Por esta capacidade da arte de fornecer ferramentas de cognição é que ela é tão importante, segundo Antonio Nóbrega, no processo do ensino-aprendizagem. O artista lembra que para executarmos um passo com perfeição, com movimentos exatos, há uma imersão no universo da cognição. “Acredito que o exercício da arte, seja por meio da poesia, da dança ou da música, à medida em que internalizamos e criamos vínculos mais complexos, abrimos as possibilidades de conexões. Na medida que eu tenho regras, estruturas, eu tenho que ter atenção. Mas também há emoção, uma mensagem, há algo a dizer. Acho que é este ponto de ‘conflito’ que é extremamente educador.”
Já Rosane Almeida destacou que só na arte estão determinadas respostas que o ser humano precisa. “O que fazemos é dar nó numa corrente que diz respeito à sensibilidade das pessoas. Entendo que há uma categoria de pessoas que têm determinadas necessidades para as quais o modelo estabelecido pelo capitalismo, em que tudo tem que partir e terminar no capital, não é suficiente para abastecer as nossas funções sensíveis, o nosso estado emocional, não nos traz determinadas respostas que precisamos. E a arte é um lugar maravilhoso para isso acontecer”, defendeu, para na sequência criticar a cultura do desestímulo ao pensar. “Querem nos fazer acreditar que está tudo pronto, que você vai comprar, que vai se apropriar daquilo e que vai poder refletir.”
Transformar para aprender – Ao lembrar que a arte supre a necessidade fisiológica das pessoas de se expressarem, a artista falou da importância das experiências físicas na educação. “Quando o brincante constrói o seu manto, o seu chapéu, a sua máscara, está vivenciando ali o aprendizado. Materializando algo onde ele pode se enxergar. E a gente tirou tudo isso da educação.
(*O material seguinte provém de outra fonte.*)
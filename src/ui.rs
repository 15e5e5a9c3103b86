use std::collections::HashMap;

use bevy::prelude::*;

/// Buttons for up/down and the menu toggle live here during play.
pub const PANEL_GAMEPLAY: &str = "gameplay";
/// Restart / resume menu shown while paused.
pub const PANEL_MAIN_MENU: &str = "main_menu";
/// The "you won!" screen.
pub const PANEL_GAME_OVER: &str = "game_over";

/// Named-panel visibility service. Gameplay flips booleans here; windowed
/// rendering re-syncs whenever `generation` moves.
#[derive(Resource)]
pub struct UiManager {
    panels: HashMap<String, bool>,
    pub generation: u64,
}

impl Default for UiManager {
    fn default() -> Self {
        let mut panels = HashMap::new();
        panels.insert(PANEL_GAMEPLAY.to_string(), true);
        panels.insert(PANEL_MAIN_MENU.to_string(), false);
        panels.insert(PANEL_GAME_OVER.to_string(), false);
        Self {
            panels,
            generation: 0,
        }
    }
}

impl UiManager {
    pub fn show(&mut self, name: &str) {
        self.set_visible(name, true);
    }

    pub fn hide(&mut self, name: &str) {
        self.set_visible(name, false);
    }

    pub fn set_visible(&mut self, name: &str, visible: bool) {
        let entry = self.panels.entry(name.to_string()).or_insert(!visible);
        if *entry != visible {
            *entry = visible;
            self.generation += 1;
        }
    }

    /// Unknown panels read as hidden.
    pub fn is_visible(&self, name: &str) -> bool {
        self.panels.get(name).copied().unwrap_or(false)
    }

    pub fn visible_panels(&self) -> Vec<String> {
        let mut names: Vec<String> = self
            .panels
            .iter()
            .filter(|(_, visible)| **visible)
            .map(|(name, _)| name.clone())
            .collect();
        names.sort();
        names
    }
}

pub struct UiPlugin;

impl Plugin for UiPlugin {
    fn build(&self, app: &mut App) {
        app.insert_resource(UiManager::default());
    }
}
use bevy::prelude::*;

use crate::components::{
    BoxCollider, GamePosition, Joint, RigidBody, TimeFlow, Velocity, WellGeometry,
};

pub const GRAVITY: f32 = 980.0;
/// Maximum downward velocity to prevent tunneling through the floor.
pub const MAX_FALL_SPEED: f32 = 800.0;
/// Below this speed a grounded body accumulates rest ticks.
pub const SLEEP_VELOCITY: f32 = 4.0;
/// Consecutive slow ticks before a body counts as settled.
pub const SLEEP_TICKS: u32 = 8;

const GROUND_FRICTION: f32 = 0.6;

pub struct PhysicsPlugin;

impl Plugin for PhysicsPlugin {
    fn build(&self, app: &mut App) {
        app.add_systems(
            Update,
            (integrate_bodies, track_joints, detect_settling).chain(),
        );
    }
}

fn half_extents(collider: Option<&BoxCollider>) -> (f32, f32) {
    collider
        .map(|c| (c.width / 2.0, c.height / 2.0))
        .unwrap_or((2.0, 2.0))
}

/// Free bodies fall under gravity and come to rest against the well.
/// Jointed bodies are constrained elsewhere and skipped here.
fn integrate_bodies(
    time: Res<Time>,
    flow: Res<TimeFlow>,
    well: Res<WellGeometry>,
    mut bodies: Query<
        (
            &mut GamePosition,
            &mut Velocity,
            &RigidBody,
            Option<&BoxCollider>,
        ),
        Without<Joint>,
    >,
) {
    let dt = time.delta_secs() * flow.scale;
    if dt <= 0.0 {
        return;
    }

    for (mut pos, mut vel, body, collider) in bodies.iter_mut() {
        if body.sleeping {
            continue;
        }
        let (hw, hh) = half_extents(collider);

        vel.y -= GRAVITY * body.gravity_scale * dt;
        if vel.y < -MAX_FALL_SPEED {
            vel.y = -MAX_FALL_SPEED;
        }

        pos.x += vel.x * dt;
        pos.y += vel.y * dt;

        // Walls
        if pos.x - hw < well.left_x {
            pos.x = well.left_x + hw;
            vel.x = 0.0;
        } else if pos.x + hw > well.right_x {
            pos.x = well.right_x - hw;
            vel.x = 0.0;
        }

        // Floor
        if pos.y - hh < well.floor_y {
            pos.y = well.floor_y + hh;
            if vel.y < 0.0 {
                vel.y = 0.0;
            }
            vel.x *= GROUND_FRICTION;
        }
    }
}

/// A jointed body rides its anchor at a fixed offset and inherits the
/// anchor's velocity, so breaking the joint lets it keep falling from
/// wherever it was.
fn track_joints(
    mut jointed: Query<(&Joint, &mut GamePosition, Option<&mut Velocity>)>,
    anchors: Query<(&GamePosition, Option<&Velocity>), Without<Joint>>,
) {
    for (joint, mut pos, vel) in jointed.iter_mut() {
        let Ok((anchor_pos, anchor_vel)) = anchors.get(joint.connected) else {
            continue;
        };
        pos.x = anchor_pos.x + joint.offset.x;
        pos.y = anchor_pos.y + joint.offset.y;
        if let (Some(mut vel), Some(anchor_vel)) = (vel, anchor_vel) {
            vel.x = anchor_vel.x;
            vel.y = anchor_vel.y;
        }
    }
}

/// Latch `sleeping` once a free body has sat still long enough. This is
/// the "settled" signal the body-part cleanup waits for.
fn detect_settling(
    flow: Res<TimeFlow>,
    well: Res<WellGeometry>,
    mut bodies: Query<
        (
            &GamePosition,
            &Velocity,
            &mut RigidBody,
            Option<&BoxCollider>,
        ),
        Without<Joint>,
    >,
) {
    if flow.scale <= 0.0 {
        return;
    }
    for (pos, vel, mut body, collider) in bodies.iter_mut() {
        if body.sleeping {
            continue;
        }
        let (_, hh) = half_extents(collider);
        let grounded = pos.y - hh <= well.floor_y + 0.5;
        let slow = vel.x.abs() < SLEEP_VELOCITY && vel.y.abs() < SLEEP_VELOCITY;
        if grounded && slow {
            body.rest_ticks = body.rest_ticks.saturating_add(1);
            if body.rest_ticks >= SLEEP_TICKS {
                body.sleeping = true;
            }
        } else {
            body.rest_ticks = 0;
        }
    }
}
A gente vai e compra pronto, faz projeto para conseguir mais facilidade de ter, sem olhar nossos recursos para desenvolver a capacidade de transformar o que temos em mãos: pegar um cabo de vassoura e transformar num mastro de dança, numa baqueta de alfaia, isso é uma experiência física, e tudo isso nos foi retirado dentro da sociedade de consumo, cujo objetivo final é transformar absolutamente tudo em capital, inclusive as relações humanas”, observou.
Rosane enalteceu a curadoria do Festival de Dança por trazer para a programação de espetáculos linguagens que se comunicam entre si, e chamou a atenção para o perigo de uma sociedade segmentada. “É muito mais fácil dominar algo segmentado do que algo unido. Enxergar o todo é uma tarefa do ser humano, esta é nossa missão, qualquer outra coisa fora disso estamos perdendo tempo, porque o que precisamos aprender aqui é existir dentro desse todo. Isso dá muito trabalho. Mas à medida em que segmentamos, separamos também nossos discursos, nossas vocações, nosso potencial. Tudo isso em função de uma ideia de poder, porque no final das contas o ser humano gosta mesmo é de tocar, de dançar, de brincar, de falar. É disso que a gente gosta. É nesse lugar que a gente pode estar inteiro.”